Nieuw bewijsrecht in burgerlijke zaken vanaf 1 november 2020
Wet 13 april 2019 Nieuw Burgerlijk wetboek Bewijs
Ilse Vogelaere, Nieuwe bewijsregels in burgerlijk recht vanaf 1 november 2020, De Juristenkrant, 390 29 mei 2019, pagina 3.
Uittreksel uit de wet
Art.
8.9. Gereglementeerd bewijsstelsel
§ 1. De rechtshandeling met betrekking tot een som of een waarde die gelijk is aan of hoger is dan
3.500,00 euro, moet door de partijen worden bewezen door een ondertekend geschrift.
Dat bedrag kan worden aangepast bij een koninklijk besluit vastgesteld na overleg in de Ministerraad in het licht van de evolutie van de levenskosten of de sociale noden.

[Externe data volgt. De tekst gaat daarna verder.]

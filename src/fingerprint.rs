//! Stable hash of a message template, used by the backend to group repeated
//! occurrences of the same log statement.
//!
//! The algorithm is Jenkins one-at-a-time over the UTF-16 code units of the
//! template text. It is part of the wire contract: changing it splits every
//! existing group in the backend, so it must stay fixed.

use std::fmt;

/// Compute the 32-bit fingerprint of `template`.
pub fn compute(template: &str) -> u32 {
    let mut hash: u32 = 0;
    for unit in template.encode_utf16() {
        hash = hash.wrapping_add(u32::from(unit));
        hash = hash.wrapping_add(hash << 10);
        hash ^= hash >> 6;
    }
    hash = hash.wrapping_add(hash << 3);
    hash ^= hash >> 11;
    hash = hash.wrapping_add(hash << 15);
    hash
}

/// Fingerprint of a template; displays as 8 lowercase hex digits.
#[derive(Debug, Clone, Copy, PartialEq, Eq, Hash)]
pub struct Fingerprint(pub u32);

impl Fingerprint {
    pub fn of(template: &str) -> Self {
        Fingerprint(compute(template))
    }
}

impl fmt::Display for Fingerprint {
    fn fmt(&self, f: &mut fmt::Formatter<'_>) -> fmt::Result {
        write!(f, "{:08x}", self.0)
    }
}

#[cfg(test)]
mod tests {
    use super::*;

    #[test]
    fn known_vectors() {
        assert_eq!(compute(""), 0);
        assert_eq!(compute("a"), 0xca2e9442);
        assert_eq!(compute("Hello {name}"), 0x49a13499);
        assert_eq!(compute("Boom"), 0xcb144c83);
    }

    #[test]
    fn hashes_utf16_units() {
        // Non-BMP characters contribute both surrogates.
        assert_eq!(compute("héllo 😀"), 0x23c819de);
    }

    #[test]
    fn displays_zero_padded() {
        assert_eq!(Fingerprint(0).to_string(), "00000000");
        assert_eq!(Fingerprint(0xab).to_string(), "000000ab");
        assert_eq!(Fingerprint::of("a").to_string(), "ca2e9442");
    }

    #[test]
    fn is_deterministic() {
        let t = "This is a .NET example of structured logging for customer ID {customerId}.";
        assert_eq!(compute(t), compute(t));
        assert_eq!(compute(t), 0x1596c29b);
    }
}
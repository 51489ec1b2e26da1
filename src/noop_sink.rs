use crate::sink::LineSink;
use std::io;

/// A sink that simply drops all lines.
///
/// Useful for measuring the cost of formatting without any output I/O.
#[derive(Clone, Copy, Debug, Default)]
pub struct NoopSink;

impl LineSink for NoopSink {
    fn write_line(&self, _line: &[u8]) -> io::Result<()> {
        Ok(())
    }
}
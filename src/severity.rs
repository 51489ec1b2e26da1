use crate::level::LogLevel;
use serde::Serialize;
use std::fmt;

/// Log severity as understood by Stackdriver / Cloud Logging.
///
/// See <https://cloud.google.com/logging/docs/reference/v2/rest/v2/LogEntry#LogSeverity>.
#[derive(Debug, Clone, Copy, PartialEq, Eq, Hash, Serialize)]
#[serde(rename_all = "UPPERCASE")]
pub enum Severity {
    Default,
    Debug,
    Info,
    Warning,
    Error,
    Critical,
}

impl Severity {
    pub fn as_str(&self) -> &'static str {
        match self {
            Severity::Default => "DEFAULT",
            Severity::Debug => "DEBUG",
            Severity::Info => "INFO",
            Severity::Warning => "WARNING",
            Severity::Error => "ERROR",
            Severity::Critical => "CRITICAL",
        }
    }

    /// Map a raw level name, falling back to [`Severity::Default`] for
    /// anything that is not a known [`LogLevel`].
    pub fn from_level_name(name: &str) -> Self {
        name.parse::<LogLevel>()
            .map(Severity::from)
            .unwrap_or(Severity::Default)
    }
}

impl From<LogLevel> for Severity {
    fn from(level: LogLevel) -> Self {
        match level {
            // Stackdriver has no verbose level.
            LogLevel::Verbose | LogLevel::Debug => Severity::Debug,
            LogLevel::Information => Severity::Info,
            LogLevel::Warning => Severity::Warning,
            LogLevel::Error => Severity::Error,
            LogLevel::Fatal => Severity::Critical,
        }
    }
}

impl fmt::Display for Severity {
    fn fmt(&self, f: &mut fmt::Formatter<'_>) -> fmt::Result {
        f.write_str(self.as_str())
    }
}

#[cfg(test)]
mod tests {
    use super::*;

    #[test]
    fn maps_every_level() {
        let mapped: Vec<&str> = LogLevel::ALL
            .iter()
            .map(|l| Severity::from(*l).as_str())
            .collect();
        assert_eq!(mapped, ["DEBUG", "DEBUG", "INFO", "WARNING", "ERROR", "CRITICAL"]);
    }

    #[test]
    fn unknown_level_name_falls_back_to_default() {
        assert_eq!(Severity::from_level_name("notice"), Severity::Default);
        assert_eq!(Severity::from_level_name(""), Severity::Default);
        assert_eq!(Severity::from_level_name("fatal"), Severity::Critical);
    }

    #[test]
    fn serializes_in_backend_vocabulary() {
        let json = serde_json::to_string(&Severity::Warning).unwrap();
        assert_eq!(json, "\"WARNING\"");
        assert_eq!(serde_json::to_string(&Severity::Default).unwrap(), "\"DEFAULT\"");
    }
}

Het bewijs boven of tegen een ondertekend geschrift kan enkel worden geleverd door een ander ondertekend geschrift, zelfs indien de som of de waarde dat bedrag niet te boven gaat.
§ 2. Bij een vordering in rechte is de waarde die in rekening moet worden genomen deze van de rechtshandeling die ten grondslag ligt aan de vordering.
§ 3. Voor duurcontracten is de waarde die in rekening moet worden genomen, de totale waarde van de vergoedingen van de prestaties voor een maximale duur van één jaar.
§ 4. Wanneer de waardering van het voorwerp van de handeling onmogelijk is, omdat de waarde niet bepaald of bepaalbaar is tijdens het ontstaan van de rechtshandeling, mag het bewijs geleverd worden met alle bewijsmiddelen.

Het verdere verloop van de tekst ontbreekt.